What is spatial complexity

  • In simple terms, the time complexity is the time cost of implementing the algorithm, and the empty complexity is the space cost of implementing the algorithm
  • When running a program, we not only execute the various operational instructions, but also store some temporary intermediate data as needed, so that the subsequent instructions can more easily continue to execute.
  • Is an algorithm for temporary occupy storage space in the running process of measurement, an algorithm in computer memory storage space occupied space, including storage algorithm itself occupies arithmetic and input/output storage space and temporary occupy storage space occupied three parts, the algorithm of input and output data storage space is occupied by the problems to be resolved, Through the parameter table from the call function, it varies with the algorithm, the storage algorithm itself takes up storage space is proportional to the length of the algorithm writing. The amount of temporary space taken up by the algorithm during operation is determined by different algorithms.

Memory space is limited, and in the case of the same time complexity, the algorithm naturally takes up as little memory space as possible. How do you describe the amount of memory occupied by an algorithm? This brings us to another important metric of the algorithm, space complexity.

  • Similar to time complexity, spatial complexity is a measure of how much storage an algorithm temporarily occupies while it is running, and it also uses big O notation.
  • The calculation formula of the space occupied by the program is denoted as S(n)=O(f(n)), where n is the size of the problem and f(n) is a function of the storage space occupied by the algorithm.
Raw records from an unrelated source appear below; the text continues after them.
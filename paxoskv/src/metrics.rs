//! Metrics collection module for the key-value service
//!
//! Consensus and request metrics exposed through a Prometheus registry.

use lazy_static::lazy_static;
use prometheus::{Counter, CounterVec, HistogramOpts, HistogramVec, Opts, Registry};
use std::future::Future;
use std::time::Instant;

use crate::error::KvError;

lazy_static! {
    /// Global Prometheus registry instance
    pub static ref REGISTRY_INSTANCE: Registry = Registry::new();

    /// Client requests by method
    pub static ref REQ_COUNTER_VEC: CounterVec =
        CounterVec::new(Opts::new("request_counter", "request counter"), &["method"]).unwrap();

    /// Client request latency by method
    pub static ref METHOD_HISTOGRAM_VEC: HistogramVec = HistogramVec::new(
        HistogramOpts::new("method_cost", "method cost"),
        &["method"]
    )
    .unwrap();

    /// Finished proposal rounds by result
    pub static ref PROPOSAL_COUNTER_VEC: CounterVec =
        CounterVec::new(Opts::new("proposal_counter", "proposal rounds by result"), &["result"]).unwrap();

    /// Prepare answers seen by proposers
    pub static ref PREPARE_COUNTER_VEC: CounterVec =
        CounterVec::new(Opts::new("prepare_counter", "prepare outcomes"), &["outcome"]).unwrap();

    /// Learned operations applied to the local store
    pub static ref APPLY_COUNTER_VEC: CounterVec = CounterVec::new(
        Opts::new("apply_counter", "applied operations"),
        &["kind", "result"]
    )
    .unwrap();

    /// Replicas taken down by the failure simulator
    pub static ref FAILURE_COUNTER: Counter =
        Counter::new("injected_failure_counter", "injected replica failures").unwrap();
}

/// Registers all metric collectors with the global registry
pub fn init_registry() {
    let _ = REGISTRY_INSTANCE.register(Box::new(REQ_COUNTER_VEC.clone()));
    let _ = REGISTRY_INSTANCE.register(Box::new(METHOD_HISTOGRAM_VEC.clone()));
    let _ = REGISTRY_INSTANCE.register(Box::new(PROPOSAL_COUNTER_VEC.clone()));
    let _ = REGISTRY_INSTANCE.register(Box::new(PREPARE_COUNTER_VEC.clone()));
    let _ = REGISTRY_INSTANCE.register(Box::new(APPLY_COUNTER_VEC.clone()));
    let _ = REGISTRY_INSTANCE.register(Box::new(FAILURE_COUNTER.clone()));
}

/// Counts and times one client-facing call.
pub async fn record_metrics<F, Fut, T>(method_name: &'static str, handler: F) -> Result<T, KvError>
where
    F: FnOnce() -> Fut + Send,
    Fut: Future<Output = Result<T, KvError>> + Send,
{
    let start = Instant::now();
    REQ_COUNTER_VEC.with_label_values(&[method_name]).inc();
    let result = handler().await;

    let elapsed = start.elapsed();
    METHOD_HISTOGRAM_VEC
        .with_label_values(&[method_name])
        .observe(elapsed.as_secs_f64());

    result
}
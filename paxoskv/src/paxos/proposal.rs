use serde_derive::{Deserialize, Serialize};
use std::fmt;
use std::time::{SystemTime, UNIX_EPOCH};

use crate::paxos::NodeId;

/// Identifies one proposal attempt.
///
/// Competing proposals are ordered by `sequence` alone; `origin` only makes
/// ids from different nodes distinct when used as a map key. Two nodes that
/// read the same clock millisecond produce ids that compare as equal.
#[derive(Debug, Clone, Copy, PartialEq, Eq, Hash, Serialize, Deserialize)]
pub struct ProposalId {
    pub origin: NodeId,
    pub sequence: u64,
}

impl ProposalId {
    pub fn new(origin: NodeId, sequence: u64) -> Self {
        ProposalId { origin, sequence }
    }

    /// Strictly newer by sequence. Equal sequences from different origins are not newer.
    pub fn is_newer_than(&self, other: &ProposalId) -> bool {
        self.sequence > other.sequence
    }
}

impl fmt::Display for ProposalId {
    fn fmt(&self, f: &mut fmt::Formatter<'_>) -> fmt::Result {
        write!(f, "{}:{}", self.origin, self.sequence)
    }
}

/// Hands out proposal ids for one node from the wall clock in milliseconds.
///
/// Readings are clamped to `last + 1`, so ids from the same generator are
/// strictly increasing even when the clock stalls or steps backwards.
#[derive(Debug)]
pub struct ProposalIdGenerator {
    origin: NodeId,
    last: u64,
}

impl ProposalIdGenerator {
    pub fn new(origin: NodeId) -> Self {
        ProposalIdGenerator { origin, last: 0 }
    }

    pub fn next(&mut self) -> ProposalId {
        self.next_at(wall_clock_millis())
    }

    pub fn next_at(&mut self, now_millis: u64) -> ProposalId {
        let sequence = now_millis.max(self.last + 1);
        self.last = sequence;
        ProposalId::new(self.origin, sequence)
    }
}

fn wall_clock_millis() -> u64 {
    SystemTime::now()
        .duration_since(UNIX_EPOCH)
        .map(|d| d.as_millis() as u64)
        .unwrap_or_default()
}
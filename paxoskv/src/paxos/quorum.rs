//! Quorum arithmetic and prepare-phase tallying.

use log::debug;

use crate::error::KvError;

/// Majority threshold for a replica set of `cluster_size` nodes: `ceil(N / 2)`.
pub fn quorum(cluster_size: usize) -> usize {
    (cluster_size + 1) / 2
}

/// How one acceptor answered a prepare.
#[derive(Debug, Clone, Copy, PartialEq, Eq)]
pub enum PrepareOutcome {
    Promised,
    /// The acceptor already promised a newer proposal for the key.
    Refused,
    /// The acceptor is marked down, or the call failed in transit.
    Unreachable,
}

impl PrepareOutcome {
    pub fn is_reachable(&self) -> bool {
        !matches!(self, PrepareOutcome::Unreachable)
    }

    pub fn as_str(&self) -> &'static str {
        match self {
            PrepareOutcome::Promised => "promised",
            PrepareOutcome::Refused => "refused",
            PrepareOutcome::Unreachable => "unreachable",
        }
    }
}

impl From<Result<Option<bool>, KvError>> for PrepareOutcome {
    fn from(reply: Result<Option<bool>, KvError>) -> Self {
        match reply {
            Ok(Some(true)) => PrepareOutcome::Promised,
            Ok(Some(false)) => PrepareOutcome::Refused,
            Ok(None) => PrepareOutcome::Unreachable,
            Err(e) => {
                debug!("prepare treated as abstention: {}", e);
                PrepareOutcome::Unreachable
            }
        }
    }
}

#[derive(Debug, Clone, Copy, Default, PartialEq, Eq)]
pub struct Tally {
    pub promised: usize,
    pub refused: usize,
    pub unreachable: usize,
}

impl Tally {
    pub fn count(outcomes: &[PrepareOutcome]) -> Self {
        outcomes.iter().fold(Tally::default(), |mut tally, outcome| {
            match outcome {
                PrepareOutcome::Promised => tally.promised += 1,
                PrepareOutcome::Refused => tally.refused += 1,
                PrepareOutcome::Unreachable => tally.unreachable += 1,
            }
            tally
        })
    }

    pub fn has_quorum(&self, cluster_size: usize) -> bool {
        self.promised >= quorum(cluster_size)
    }
}

/// Indices of the acceptors that receive the accept phase.
///
/// Every acceptor that answered the prepare is included, whether it promised
/// or refused. Only unreachable acceptors are skipped. A refusing acceptor
/// will drop the accept itself because it holds a newer promise for the key.
pub fn accept_targets(outcomes: &[PrepareOutcome]) -> Vec<usize> {
    outcomes
        .iter()
        .enumerate()
        .filter(|(_, outcome)| outcome.is_reachable())
        .map(|(i, _)| i)
        .collect()
}
//! Invitation and greeting vocabulary shared between the server state and
//! the protocol surface.

use serde::{Deserialize, Serialize};

/// What kind of enrollment an invitation opens.
#[derive(Clone, Copy, Debug, PartialEq, Eq, Serialize, Deserialize)]
pub enum InvitationType {
    /// Enroll a brand new user (claimer identified by email).
    #[serde(rename = "USER")]
    User,
    /// Enroll an additional device for the author's own user.
    #[serde(rename = "DEVICE")]
    Device,
    /// Let a user recover its account through its Shamir recipients.
    #[serde(rename = "SHAMIR_RECOVERY")]
    ShamirRecovery,
}

/// Lifecycle state of an invitation.
#[derive(Clone, Copy, Debug, PartialEq, Eq, Serialize, Deserialize)]
pub enum InvitationStatus {
    /// Created, nobody connected on the invited side yet.
    #[serde(rename = "IDLE")]
    Idle,
    /// The claimer is connected and greeting can proceed.
    #[serde(rename = "READY")]
    Ready,
    /// Cancelled by a greeter or administrator.
    #[serde(rename = "CANCELLED")]
    Cancelled,
    /// Enrollment completed, the token is spent.
    #[serde(rename = "FINISHED")]
    Finished,
}

/// Which side of the greeting conduit is speaking.
#[derive(Clone, Copy, Debug, PartialEq, Eq, Serialize, Deserialize)]
pub enum GreeterOrClaimer {
    #[serde(rename = "GREETER")]
    Greeter,
    #[serde(rename = "CLAIMER")]
    Claimer,
}

/// Why a greeting attempt was cancelled.
#[derive(Clone, Copy, Debug, PartialEq, Eq, Serialize, Deserialize)]
pub enum CancelledGreetingAttemptReason {
    #[serde(rename = "MANUALLY_CANCELLED")]
    ManuallyCancelled,
    #[serde(rename = "INVALID_NONCE_HASH")]
    InvalidNonceHash,
    #[serde(rename = "INVALID_SAS_CODE")]
    InvalidSasCode,
    #[serde(rename = "UNDECIPHERABLE_PAYLOAD")]
    UndecipherablePayload,
    #[serde(rename = "UNDESERIALIZABLE_PAYLOAD")]
    UndeserializablePayload,
    #[serde(rename = "INCONSISTENT_PAYLOAD")]
    InconsistentPayload,
    /// The same side joined again, superseding the attempt.
    #[serde(rename = "AUTOMATICALLY_CANCELLED")]
    AutomaticallyCancelled,
}
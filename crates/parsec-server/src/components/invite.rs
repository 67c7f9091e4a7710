//! Invitations and the SAS greeting conduit.
//!
//! A greeting attempt is a pair of dense step lists, one per side. Both
//! sides submit their half of slot `n`; a submission returns the peer's
//! half once it is present, `NotReady` otherwise. Submissions are
//! idempotent: resubmitting an already stored slot with the same content
//! is allowed, with different content it is a `StepMismatch`.

use std::sync::Arc;

use parsec_protocol::invite::{
    ClaimerStep, GreeterStep, InvitationInfo, InviteListItem, ShamirRecoveryRecipient,
    UserGreeter,
};
use parsec_types::{
    CancelledGreetingAttemptReason, DateTime, DeviceID, GreeterOrClaimer, GreetingAttemptID,
    InvitationStatus, InvitationToken, OrganizationID, UserID, UserProfile,
};

use crate::components::resolve_author;
use crate::datamodel::{
    Datamodel, InvitationClaimer, InvitationDeletedReason, MemoryGreetingAttempt,
    MemoryInvitation, OrganizationStore,
};
use crate::events::{Event, EventBus};

#[derive(Debug, thiserror::Error)]
pub enum InviteNewUserError {
    #[error("organization not found")]
    OrganizationNotFound,
    #[error("author not allowed")]
    AuthorNotAllowed,
    #[error("claimer email already belongs to an active user")]
    ClaimerEmailAlreadyEnrolled,
}

#[derive(Debug, thiserror::Error)]
pub enum InviteNewDeviceError {
    #[error("organization not found")]
    OrganizationNotFound,
    #[error("author not allowed")]
    AuthorNotAllowed,
}

#[derive(Debug, thiserror::Error)]
pub enum InviteNewShamirRecoveryError {
    #[error("organization not found")]
    OrganizationNotFound,
    #[error("author not allowed")]
    AuthorNotAllowed,
    #[error("claimer has no active shamir recovery")]
    ShamirRecoveryNotSetup,
}

#[derive(Debug, thiserror::Error)]
pub enum InviteCancelError {
    #[error("organization not found")]
    OrganizationNotFound,
    #[error("author not allowed")]
    AuthorNotAllowed,
    #[error("invitation not found")]
    InvitationNotFound,
    #[error("invitation already cancelled")]
    InvitationAlreadyCancelled,
    #[error("invitation completed")]
    InvitationCompleted,
}
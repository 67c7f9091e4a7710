//! Realm lifecycle: creation, sharing, key rotation, renaming.

use std::collections::HashMap;
use std::sync::Arc;

use parsec_types::{
    CertificateSigner, DateTime, DeviceID, OrganizationID, RealmKeyRotationCertificate,
    RealmNameCertificate, RealmRole, RealmRoleCertificate, UserID, UserProfile, VlobID,
};

use crate::ballpark::{check_ballpark, TimestampOutOfBallpark};
use crate::components::{resolve_author, Author};
use crate::config::ServerConfig;
use crate::datamodel::{Datamodel, MemoryKeyRotation, MemoryRealm, StoredCertificate};
use crate::events::{Event, EventBus};

#[derive(Debug, thiserror::Error)]
pub enum RealmCreateError {
    #[error("organization not found")]
    OrganizationNotFound,
    #[error("author not allowed")]
    AuthorNotAllowed,
    #[error("realm already exists")]
    RealmAlreadyExists {
        last_realm_certificate_timestamp: DateTime,
    },
    #[error("invalid certificate")]
    InvalidCertificate,
    #[error(transparent)]
    TimestampOutOfBallpark(#[from] TimestampOutOfBallpark),
    #[error("timestamp must be greater than {strictly_greater_than}")]
    RequireGreaterTimestamp { strictly_greater_than: DateTime },
}

#[derive(Debug, thiserror::Error)]
pub enum RealmShareError {
    #[error("organization not found")]
    OrganizationNotFound,
    #[error("author not allowed")]
    AuthorNotAllowed,
    #[error("realm not found")]
    RealmNotFound,
    #[error("recipient not found")]
    RecipientNotFound,
    #[error("recipient is revoked")]
    RecipientRevoked,
    #[error("outsiders cannot be owner or manager")]
    RoleIncompatibleWithOutsider,
    #[error("role already granted")]
    RoleAlreadyGranted {
        last_realm_certificate_timestamp: DateTime,
    },
    #[error("key index is not the current one")]
    BadKeyIndex {
        last_realm_certificate_timestamp: DateTime,
    },
    #[error("invalid certificate")]
    InvalidCertificate,
    #[error(transparent)]
    TimestampOutOfBallpark(#[from] TimestampOutOfBallpark),
    #[error("timestamp must be greater than {strictly_greater_than}")]
    RequireGreaterTimestamp { strictly_greater_than: DateTime },
}

#[derive(Debug, thiserror::Error)]
pub enum RealmUnshareError {
    #[error("organization not found")]
    OrganizationNotFound,
    #[error("author not allowed")]
    AuthorNotAllowed,
    #[error("realm not found")]
    RealmNotFound,
    #[error("recipient not found")]
    RecipientNotFound,
    #[error("recipient already unshared")]
    RecipientAlreadyUnshared {
        last_realm_certificate_timestamp: DateTime,
    },
    #[error("a realm keeps at least one owner")]
    LastOwnerCannotBeUnshared,
    #[error("invalid certificate")]
    InvalidCertificate,
    #[error(transparent)]
    TimestampOutOfBallpark(#[from] TimestampOutOfBallpark),
    #[error("timestamp must be greater than {strictly_greater_than}")]
    RequireGreaterTimestamp { strictly_greater_than: DateTime },
}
Computation of space complexity

  • There are several common cases of spatial complexity
      1. Constant space
    • When the storage space size of the algorithm is fixed and has no direct relationship with the input size, the space complexity is denoated as O(1). For example, the following program:
 function fun1(){
   let num = 3;
 }
Copy the code
  1. Linear space
  • When the space allocated by the algorithm is a linear set (such as a set of numbers) and the size of the set is proportional to the input size N, the space complexity is denoted as O(n).
    • For example, the following program:
function fun2(n){
   var arr = new Array(n);
 }
Copy the code

3. Two-dimensional space

  • When the space allocated by the algorithm is a set of two-dimensional arrays, and the length and width of the set are proportional to the input size N, the space complexity is denoted as O(n2).
function fun3(n){
   var myarr = new Array(n); // Declare one dimension first
        for ( var i = 0; i < n; i++) { //
            myarr[i] = new Array(a);// Declare two dimensions again
            for ( var j = 0; j < n; j++) { / / 2
                myarr[i][j] = i + j; // Assign a value of I +j for each array element}}Copy the code
  1. Recursive space
  • Recursion is a special case. Although no variables or collections are explicitly declared in recursive code, the computer allocates a special block of memory to store the “method call stack” as the program executes.